-- Supplied data follows --
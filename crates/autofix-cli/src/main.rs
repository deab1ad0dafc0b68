use std::path::{Path, PathBuf};
use std::process::ExitCode;
use std::sync::Arc;

use anyhow::{bail, Context, Result};
use autofix_analyzer::{Annotation, Catalog, LogAnalyzer};
use autofix_core::{Orchestrator, Publisher, RemedyConfig, SessionStatus};
use autofix_ledger::{FixHistoryLedger, SystemClock};
use autofix_pipeline::{DocumentPolicy, PatchEngine, PipelineDocument, StepGuard, Unguarded};
use clap::{value_parser, Arg, ArgAction, ArgMatches, Command};
use serde_json::json;
use tracing::info;
use tracing_subscriber::layer::SubscriberExt;
use tracing_subscriber::util::SubscriberInitExt;
use tracing_subscriber::EnvFilter;

mod local;

use local::{DirectoryCiClient, FilePublisher};

fn cli() -> Command {
    let path = |name: &'static str, help: &'static str| {
        Arg::new(name)
            .value_parser(value_parser!(PathBuf))
            .help(help)
    };
    let json = Arg::new("json")
        .long("json")
        .action(ArgAction::SetTrue)
        .help("Output as JSON");
    let catalog = path("catalog", "Extra catalog rules (YAML) appended to the built-ins").long("catalog");

    Command::new("autofix")
        .version(autofix_core::VERSION)
        .about("CI pipeline triage and remediation")
        .subcommand_required(true)
        .arg_required_else_help(true)
        .arg(
            Arg::new("json-logs")
                .long("json-logs")
                .global(true)
                .action(ArgAction::SetTrue)
                .help("Emit logs as JSON lines"),
        )
        .arg(
            Arg::new("verbose")
                .short('v')
                .long("verbose")
                .global(true)
                .action(ArgAction::Count)
                .help("Increase log verbosity"),
        )
        .subcommand(
            Command::new("analyze")
                .about("Classify a run log")
                .arg(path("log", "Raw run log").required(true))
                .arg(path("annotations", "Annotations JSON array").long("annotations"))
                .arg(catalog.clone())
                .arg(json.clone()),
        )
        .subcommand(
            Command::new("patch")
                .about("Apply a catalog rule's remedy to a workflow file")
                .arg(path("workflow", "Workflow file to patch").required(true))
                .arg(
                    Arg::new("rule")
                        .long("rule")
                        .required(true)
                        .help("Catalog rule id"),
                )
                .arg(path("ledger", "Ledger whose protected steps are honoured").long("ledger"))
                .arg(catalog.clone())
                .arg(
                    Arg::new("dry-run")
                        .long("dry-run")
                        .action(ArgAction::SetTrue)
                        .help("Print the patched document instead of writing it"),
                ),
        )
        .subcommand(
            Command::new("ledger")
                .about("Summarise a ledger file")
                .arg(path("ledger", "Ledger file").required(true))
                .arg(json),
        )
        .subcommand(
            Command::new("verify")
                .about("Mark steps as verified in a real run")
                .arg(path("ledger", "Ledger file").required(true))
                .arg(
                    Arg::new("steps")
                        .required(true)
                        .num_args(1..)
                        .help("Step identities"),
                ),
        )
        .subcommand(
            Command::new("run-once")
                .about("Run one remediation iteration against local files")
                .arg(path("config", "Configuration file (TOML)").long("config"))
                .arg(path("workflow", "Workflow file").long("workflow"))
                .arg(path("ledger", "Ledger file").long("ledger"))
                .arg(path("runs-dir", "Directory of run records").long("runs-dir"))
                .arg(catalog),
        )
}

fn main() -> ExitCode {
    let matches = cli().get_matches();
    init_tracing(matches.get_flag("json-logs"), matches.get_count("verbose"));

    let result = match matches.subcommand() {
        Some(("analyze", args)) => analyze(args),
        Some(("patch", args)) => patch(args),
        Some(("ledger", args)) => ledger(args),
        Some(("verify", args)) => verify(args),
        Some(("run-once", args)) => run_once(args),
        _ => Ok(ExitCode::FAILURE),
    };
    result.unwrap_or_else(|e| {
        eprintln!("error: {e:#}");
        ExitCode::FAILURE
    })
}

fn init_tracing(json: bool, verbose: u8) {
    let default = match verbose {
        0 => "info",
        1 => "debug",
        _ => "trace",
    };
    let filter = EnvFilter::try_from_default_env().unwrap_or_else(|_| EnvFilter::new(default));
    let registry = tracing_subscriber::registry().with(filter);
    if json {
        registry
            .with(tracing_subscriber::fmt::layer().json().with_writer(std::io::stderr))
            .init();
    } else {
        registry
            .with(
                tracing_subscriber::fmt::layer()
                    .with_target(false)
                    .with_writer(std::io::stderr)
                    .compact(),
            )
            .init();
    }
}

fn load_catalog(overlay: Option<&PathBuf>) -> Result<Catalog> {
    let mut catalog = Catalog::builtin()?;
    if let Some(path) = overlay {
        let text = std::fs::read_to_string(path)
            .with_context(|| format!("reading catalog {}", path.display()))?;
        let added = catalog.overlay_from_yaml(&text)?;
        info!("loaded {} rule(s) from {}", added, path.display());
    }
    Ok(catalog)
}

fn read(path: &Path) -> Result<String> {
    std::fs::read_to_string(path).with_context(|| format!("reading {}", path.display()))
}

fn analyze(args: &ArgMatches) -> Result<ExitCode> {
    let log = read(args.get_one::<PathBuf>("log").context("log path")?)?;
    let annotations: Vec<Annotation> = match args.get_one::<PathBuf>("annotations") {
        Some(path) => serde_json::from_str(&read(path)?)
            .with_context(|| format!("parsing {}", path.display()))?,
        None => Vec::new(),
    };
    let catalog = load_catalog(args.get_one("catalog"))?;
    let analysis = LogAnalyzer::default().analyze(&log, &annotations, &catalog);
    let signatures = analysis.failure_signatures();

    if args.get_flag("json") {
        let out = json!({
            "events": analysis.events,
            "signatures": signatures,
            "candidates": analysis.candidates,
        });
        println!("{}", serde_json::to_string_pretty(&out)?);
    } else {
        println!(
            "{} event(s), {} failure signature(s)",
            analysis.events.len(),
            signatures.len()
        );
        for event in &analysis.events {
            let line = event.line.map_or_else(|| "-".to_string(), |l| l.to_string());
            println!(
                "  [{:?}] line {} {}: {}",
                event.kind,
                line,
                event.pattern_id.as_deref().unwrap_or("unmatched"),
                event.raw_text.lines().last().unwrap_or_default()
            );
            if let Some(step) = &event.associated_step {
                println!("      step: {step}");
            }
        }
        if !analysis.candidates.is_empty() {
            println!("candidate patterns:");
            for candidate in &analysis.candidates {
                println!("  {} ({})", candidate.pattern, candidate.example);
            }
        }
    }
    Ok(if analysis.is_clean() {
        ExitCode::SUCCESS
    } else {
        ExitCode::from(2)
    })
}

fn patch(args: &ArgMatches) -> Result<ExitCode> {
    let workflow = args.get_one::<PathBuf>("workflow").context("workflow path")?;
    let rule_id = args.get_one::<String>("rule").context("rule id")?;
    let catalog = load_catalog(args.get_one("catalog"))?;
    let rule = catalog
        .get(rule_id)
        .with_context(|| format!("no catalog rule `{rule_id}`"))?;
    let Some(remedy) = rule.remedy() else {
        bail!("rule `{rule_id}` is informational and has no remedy");
    };

    let engine = PatchEngine::new(DocumentPolicy::default());
    let document = PipelineDocument::parse(&read(workflow)?, engine.policy())
        .with_context(|| format!("parsing {}", workflow.display()))?;
    let ledger = args
        .get_one::<PathBuf>("ledger")
        .map(FixHistoryLedger::open)
        .transpose()?;
    let guard: &dyn StepGuard = match &ledger {
        Some(ledger) => ledger,
        None => &Unguarded,
    };
    let patched = engine.apply(&document, &remedy.to_request(), guard)?;

    if args.get_flag("dry-run") {
        print!("{}", patched.to_yaml()?);
    } else {
        FilePublisher::new(workflow, None)
            .publish(&patched, &format!("autofix: apply {rule_id}"))?;
        println!("applied `{rule_id}` to {}", workflow.display());
    }
    Ok(ExitCode::SUCCESS)
}

fn ledger(args: &ArgMatches) -> Result<ExitCode> {
    let path = args.get_one::<PathBuf>("ledger").context("ledger path")?;
    let ledger = FixHistoryLedger::open(path)?;
    let record = ledger.record();

    if args.get_flag("json") {
        println!("{}", serde_json::to_string_pretty(record)?);
        return Ok(ExitCode::SUCCESS);
    }
    println!("ledger {} (schema v{})", path.display(), record.version);
    println!("  signatures: {}", record.signatures.len());
    for (signature, history) in &record.signatures {
        let attempts: Vec<String> = history
            .attempted
            .iter()
            .map(|a| format!("{}={}", a.remedy_id, a.outcome))
            .collect();
        println!("    {signature}: {}", attempts.join(", "));
        if let Some(remedy) = &history.successful_remedy {
            println!("      fixed by {remedy}");
        }
    }
    println!("  protected steps: {}", record.protected_steps.len());
    for (step, at) in ledger.protected_steps() {
        println!("    {step} (since {})", at.to_rfc3339());
    }
    println!("  pending: {}", ledger.pending().len());
    println!("  untried: {}", ledger.untried().len());
    if let Some(session) = ledger.session() {
        println!("  session {} at iteration {}", session.id, session.iteration);
    }
    Ok(ExitCode::SUCCESS)
}

fn verify(args: &ArgMatches) -> Result<ExitCode> {
    let path = args.get_one::<PathBuf>("ledger").context("ledger path")?;
    let mut ledger = FixHistoryLedger::open(path)?;
    for step in args.get_many::<String>("steps").into_iter().flatten() {
        if ledger.mark_verified(step)? {
            println!("protected `{step}`");
        } else {
            println!("`{step}` already protected");
        }
    }
    Ok(ExitCode::SUCCESS)
}

fn run_once(args: &ArgMatches) -> Result<ExitCode> {
    let mut config = match args.get_one::<PathBuf>("config") {
        Some(path) => RemedyConfig::load(path)?,
        None => RemedyConfig::default(),
    };
    let paths = &mut config.paths;
    for (arg, slot) in [
        ("workflow", &mut paths.workflow),
        ("ledger", &mut paths.ledger),
        ("runs-dir", &mut paths.runs_dir),
        ("catalog", &mut paths.catalog),
    ] {
        if let Some(value) = args.get_one::<PathBuf>(arg) {
            *slot = Some(value.clone());
        }
    }
    let workflow = config
        .paths
        .workflow
        .clone()
        .context("no workflow file given (--workflow or paths.workflow)")?;
    let runs_dir = config
        .paths
        .runs_dir
        .clone()
        .context("no runs directory given (--runs-dir or paths.runs_dir)")?;
    let ledger_path = config
        .paths
        .ledger
        .clone()
        .unwrap_or_else(|| PathBuf::from(".autofix/ledger.json"));
    let overlay = config
        .paths
        .catalog
        .as_ref()
        .map(|p| read(p))
        .transpose()?;

    let clock = Arc::new(SystemClock);
    let ledger = FixHistoryLedger::open_with_clock(&ledger_path, clock.clone())?;
    let publisher = FilePublisher::new(&workflow, config.paths.backup_dir.clone());
    let mut orchestrator = Orchestrator::new(
        config,
        DirectoryCiClient::new(runs_dir),
        publisher,
        ledger,
        clock,
    )?;
    if let Some(yaml) = overlay {
        orchestrator = orchestrator.with_catalog_overlay(&yaml)?;
    }

    let report = orchestrator.run_once()?;
    println!("{}", serde_json::to_string_pretty(&report)?);
    Ok(match report.status {
        SessionStatus::Success | SessionStatus::Pending => ExitCode::SUCCESS,
        SessionStatus::Exhausted => ExitCode::from(3),
    })
}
-- Supplied data concluded --
*Task item:*
Copy, please, exactly the lines that start at the first line of the data and end at the line containing "fn cli() ->", both kept and no others.

*Response below:*
filename crates/autofix-cli/src/main.rs
repository deab1ad0dafc0b68
use std::path::{Path, PathBuf};
use std::process::ExitCode;
use std::sync::Arc;

use anyhow::{bail, Context, Result};
use autofix_analyzer::{Annotation, Catalog, LogAnalyzer};
use autofix_core::{Orchestrator, Publisher, RemedyConfig, SessionStatus};
use autofix_ledger::{FixHistoryLedger, SystemClock};
use autofix_pipeline::{DocumentPolicy, PatchEngine, PipelineDocument, StepGuard, Unguarded};
use clap::{value_parser, Arg, ArgAction, ArgMatches, Command};
use serde_json::json;
use tracing::info;
use tracing_subscriber::layer::SubscriberExt;
use tracing_subscriber::util::SubscriberInitExt;
use tracing_subscriber::EnvFilter;

mod local;

use local::{DirectoryCiClient, FilePublisher};

fn cli() -> Command {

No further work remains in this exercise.